Many of us think of librarians as the people who told us to be quiet when we were kids. That was what Carmen Agra Deedy thought. The author of The Rooster Who Would Not Be Quiet! and several other acclaimed books for children is one of the foremost storytellers in the United States. When she was a child, it was a librarian who nurtured her love of books.
Because April 16 is National Librarian Day, we thought this would be the perfect time to speak up—and sing like Carmen’s fictional rooster—about the crucial role that librarians play in all of our lives, especially children who find themselves alone and afraid.
When Carmen was just seven and a new immigrant from Cuba, she made her first visit to the public library in her Georgia town. “I had been abandoned for the day to the indifferent care of my big stinky sister,” the author jokingly recalled on our Scholastic Reads podcast.
The big stinky sister, 14, shoved the noisy little sister into the library with the promise that it had air conditioning. “Behave,” Carmen was told, “or she will get you!”
Inside, Carmen found an imposing librarian with perfectly coiffed hair behind an “ocean of a desk.”
“Come here, little girl,” the librarian said. “I’ve not seen you in this library before.”
“I don’t like no books,” young Carmen replied in her thick Cuban accent. The librarian’s smile evaporated.
“If I had taken a rod out of the card catalog and stabbed her through the heart,” Carmen recalled, “she could not have looked more stricken.”
“The best books break our hearts”
It was just a matter of finding the right book, librarian “Miss Mary Mack” explained. “From the minute you were born—every child was born—there was a book in this world that had been written for their mind and no other. And if that book and that child find one another, the angels sing.”
And if they don’t?
“Well,” said the librarian, “I consider that one of the greatest tragedies that could ever befall a human being.”
With Miss Mary Mack’s help, Carmen discovered Charlotte’s Web, “and it changed my life forever.”
But the book also broke the little girl’s heart.
“The best books break our hearts,” Miss Mary Mack explained. She then introduced young Carmen to Anne of Green Gables.
“That’s what librarians do, the good ones,” Carmen said. “They don’t choose any book. They know the child.”
“That ‘heartprint’ book”
As we celebrate the role of librarians, we remember that there are countless stories like Carmen’s—including stories that other authors and educators on the podcast have told us.

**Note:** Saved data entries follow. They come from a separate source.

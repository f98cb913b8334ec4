//! HTTP API server module
//!
//! Serves the landing page, the download endpoint and a health check, plus the
//! OpenAPI document for them.

use crate::{Config, Result};
use axum::{
    Router,
    http::HeaderValue,
    routing::{get, post},
};
use std::sync::Arc;
use tokio::net::TcpListener;
use tower_http::catch_panic::CatchPanicLayer;
use tower_http::cors::{AllowOrigin, Any, CorsLayer};
use tower_http::trace::TraceLayer;
use utoipa::OpenApi;
use utoipa_swagger_ui::SwaggerUi;

pub mod error_response;
pub mod openapi;
pub mod routes;
pub mod state;

pub use openapi::ApiDoc;
pub use state::AppState;

/// Create the API router with all route definitions
///
/// # Routes
///
/// - `GET /` - Landing page
/// - `POST /download_mp3` - Convert a video URL to an MP3 attachment
/// - `GET /health` - Health check
/// - `GET /openapi.json` - OpenAPI specification
/// - `GET /swagger-ui` - Interactive Swagger UI documentation (if enabled)
pub fn create_router(state: AppState) -> Router {
    let config = state.config.clone();

    let router = Router::new()
        .route("/", get(routes::index))
        .route("/download_mp3", post(routes::download_mp3))
        .route("/health", get(routes::health_check))
        .route("/openapi.json", get(routes::openapi_spec));

    // SwaggerUi serves its own copy of the document, so it needs a distinct path
    let router = if config.server.swagger_ui {
        router.merge(SwaggerUi::new("/swagger-ui").url("/api-docs/openapi.json", ApiDoc::openapi()))
    } else {
        router
    };

    let router = router
        .with_state(state)
        .layer(CatchPanicLayer::custom(error_response::panic_response))
        .layer(TraceLayer::new_for_http());

    if config.server.cors_enabled {
        let cors = build_cors_layer(&config.server.cors_origins);
        router.layer(cors)
    } else {
        router
    }
}

/// Build a CORS layer based on configured origins
///
/// `"*"` (or an empty list) allows any origin.
fn build_cors_layer(origins: &[String]) -> CorsLayer {
    let allow_any = origins.iter().any(|o| o == "*");

    if allow_any || origins.is_empty() {
        CorsLayer::new()
            .allow_origin(Any)
            .allow_methods(Any)
            .allow_headers(Any)
    } else {
        let allowed: Vec<HeaderValue> = origins.iter().filter_map(|o| o.parse().ok()).collect();

        CorsLayer::new()
            .allow_origin(AllowOrigin::list(allowed))
            .allow_methods(Any)
            .allow_headers(Any)
    }
}

/// Start the API server on the configured bind address.
///
/// Runs until a termination signal arrives, then stops accepting connections and
/// lets in-flight requests finish.
///
/// # Example
///
/// ```no_run
/// use audio_dl::Config;
/// use std::sync::Arc;
///
/// # async fn example() -> Result<(), Box<dyn std::error::Error>> {
/// let config = Arc::new(Config::default());
///
/// // Start API server (blocks until shutdown)
/// audio_dl::api::start_api_server(config).await?;
/// # Ok(())
/// # }
/// ```
pub async fn start_api_server(config: Arc<Config>) -> Result<()> {
    let bind_address = config.server.bind_address;

    tracing::info!(address = %bind_address, "Starting API server");

    let app = create_router(AppState::from_config(config));

    let listener = TcpListener::bind(bind_address)
        .await
        .map_err(crate::error::Error::Io)?;

    tracing::info!(address = %bind_address, "API server listening");

    axum::serve(listener, app)
        .with_graceful_shutdown(crate::wait_for_signal())
        .await
        .map_err(|e| crate::error::Error::ApiServerError(e.to_string()))?;

    tracing::info!("API server stopped");
    Ok(())
}

// unwrap/expect are acceptable in tests for concise failure-on-error assertions
#[allow(clippy::unwrap_used, clippy::expect_used)]
#[cfg(test)]
mod tests;
//! audio-dl server binary

use anyhow::{Context, Result};
use audio_dl::Config;
use clap::Parser;
use std::net::SocketAddr;
use std::path::PathBuf;
use std::sync::Arc;
use tracing_subscriber::EnvFilter;

/// Turn video URLs into downloadable MP3 files over HTTP
#[derive(Debug, Parser)]
#[command(name = "audio-dl", version, about)]
struct Args {
    /// TOML configuration file
    #[arg(short, long, value_name = "FILE")]
    config: Option<PathBuf>,

    /// Address to listen on, e.g. 127.0.0.1:5001
    #[arg(short, long, value_name = "ADDR")]
    bind: Option<SocketAddr>,

    /// Landing page served at `/`
    #[arg(long, value_name = "FILE")]
    index: Option<PathBuf>,
}

fn init_logging() {
    let env_filter =
        EnvFilter::try_from_default_env().unwrap_or_else(|_| EnvFilter::new("info,audio_dl=debug"));
    tracing_subscriber::fmt()
        .with_env_filter(env_filter)
        .with_writer(std::io::stderr)
        .init();
}

fn load_config(args: &Args) -> Result<Config> {
    let mut config = match &args.config {
        Some(path) => Config::load(path)
            .with_context(|| format!("loading configuration from {}", path.display()))?,
        None => Config::default(),
    };

    if let Some(bind) = args.bind {
        config.server.bind_address = bind;
    }
    if let Some(index) = &args.index {
        config.server.index_path = index.clone();
    }

    config.validate().context("invalid configuration")?;
    Ok(config)
}

#[tokio::main]
async fn main() -> Result<()> {
    init_logging();

    let args = Args::parse();
    let config = load_config(&args)?;

    if !config.server.index_path.is_file() {
        tracing::warn!(
            path = %config.server.index_path.display(),
            "landing page not found; GET / will return an error"
        );
    }

    audio_dl::api::start_api_server(Arc::new(config))
        .await
        .context("API server failed")?;

    Ok(())
}
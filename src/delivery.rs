//! Attachment response construction for the produced audio file

use crate::error::{Error, Result};
use crate::filename::{content_disposition, ensure_extension, sanitize_filename};
use crate::types::{AUDIO_EXTENSION, AUDIO_MIME_TYPE, DEFAULT_TITLE, ProducedFile};
use axum::{
    body::Body,
    http::{HeaderValue, StatusCode, header},
    response::Response,
};

/// Filename the caller will see for an item titled `title`
pub fn attachment_filename(title: &str) -> String {
    let sanitized = sanitize_filename(title);
    let stem = if sanitized.is_empty() {
        DEFAULT_TITLE.to_string()
    } else {
        sanitized
    };
    ensure_extension(&stem, AUDIO_EXTENSION)
}

/// Build the download response for `file`.
///
/// The whole file is read into memory before the response is returned, so no
/// partial body is ever sent.
///
/// # Errors
///
/// - [`Error::MissingArtifact`] if the file no longer exists
/// - [`Error::EmptyArtifact`] if it has zero length
pub async fn build_attachment(file: &ProducedFile, title: &str) -> Result<Response> {
    let metadata = match tokio::fs::metadata(&file.path).await {
        Ok(metadata) => metadata,
        Err(e) if e.kind() == std::io::ErrorKind::NotFound => {
            tracing::error!(path = %file.path.display(), "selected audio file not found");
            return Err(Error::MissingArtifact {
                path: file.path.clone(),
            });
        }
        Err(e) => return Err(Error::Io(e)),
    };

    if metadata.len() == 0 {
        tracing::error!(path = %file.path.display(), "selected audio file is empty");
        return Err(Error::EmptyArtifact {
            path: file.path.clone(),
        });
    }

    let bytes = tokio::fs::read(&file.path).await?;
    let filename = attachment_filename(title);

    tracing::info!(
        filename = %filename,
        size = bytes.len(),
        "sending audio file"
    );

    let disposition = HeaderValue::from_str(&content_disposition(&filename))
        .map_err(|e| Error::Other(format!("invalid Content-Disposition header: {}", e)))?;

    let mut response = Response::new(Body::empty());
    *response.status_mut() = StatusCode::OK;
    let headers = response.headers_mut();
    headers.insert(header::CONTENT_TYPE, HeaderValue::from_static(AUDIO_MIME_TYPE));
    headers.insert(header::CONTENT_DISPOSITION, disposition);
    headers.insert(
        header::CACHE_CONTROL,
        HeaderValue::from_static("no-cache, no-store, must-revalidate"),
    );
    headers.insert(header::PRAGMA, HeaderValue::from_static("no-cache"));
    headers.insert(header::EXPIRES, HeaderValue::from_static("0"));
    headers.insert(header::CONTENT_LENGTH, HeaderValue::from(bytes.len()));
    *response.body_mut() = Body::from(bytes);

    Ok(response)
}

Former teacher and librarian John Schumacher, a.k.a. “Mr. Schu,” echoed Carmen’s observations about the right book for the right child. “When I think about recommending books to kids, I want to know about them,” he told us. “I want to know about their reading lives.”
Mr. Schu is now the Ambassador of School Libraries for Scholastic Book Fairs. “I want to know about that book where kids felt as though they could not put the book down,” he said with the passion of a true librarian. “That [is the] ‘heartprint’ book, the book that’s going to stay with you forever. One of my goals is to help students find their own ‘heartprint’ books.”
When Kelly Yang was a small child, she and her parents left China for America and the promise of a better life. Kelly did not speak a word of English. Her parents were “so busy trying to put food on the table,” she recalled, “that they didn’t even have time to ask me what my homework was.”
Still, the award-winning author of Front Desk would become so accomplished that Harvard Law School admitted her when she was 17. “I was really blessed to have amazing teachers and librarians who saw something in me that no one else—even my parents—saw,” she said. “Literally, they changed my life.”
“A wealth of knowledge”
Everyone who knows the value of helping children develop a love of reading knows the value of librarians. Yet school libraries and public libraries across the country are under siege, often the first victims of budget cuts.
“That’s so short-sighted, particularly in communities that are book deserts already,” observed educator Donalyn Miller. “That has profound consequences on children in poverty and English language learners. They’re the groups of children that seem to take the biggest hit when we take the librarian out of the school.”
Donalyn is an award-winning author and teacher from Texas, as well as Scholastic Book Fairs’ Ambassador of Independent Reading Advocacy. She visited the podcast last fall with co-author Colby Sharp, a third-grade teacher and co-founder of the online community Nerdy Book Club, to talk about Game Changer! Book Access for All Kids, their powerful manifesto for literacy.
Librarians, Donalyn added, “are a wealth of knowledge—not just about books but about so much in regards to information. And that is a loss for the teachers in the school, to not have access to that expert.”
Powerhouse author James Patterson could not agree more. Over the past five years, he has teamed up with Scholastic Book Clubs, pledging millions of dollars to save school and classroom libraries. (Teachers can enter this year's Giveaway for Classroom Libraries here!)
“People don’t understand how important libraries are,” Patterson told us. “If I go in front of a big group of librarians or teachers, I’ll say: ‘I’m here to remind you . . . that you’re saving lives.’”
If we care about saving lives, then we should take a cue from the rooster. “Kee-kee-ree-KEE!” Spread the word: Librarians and libraries matter.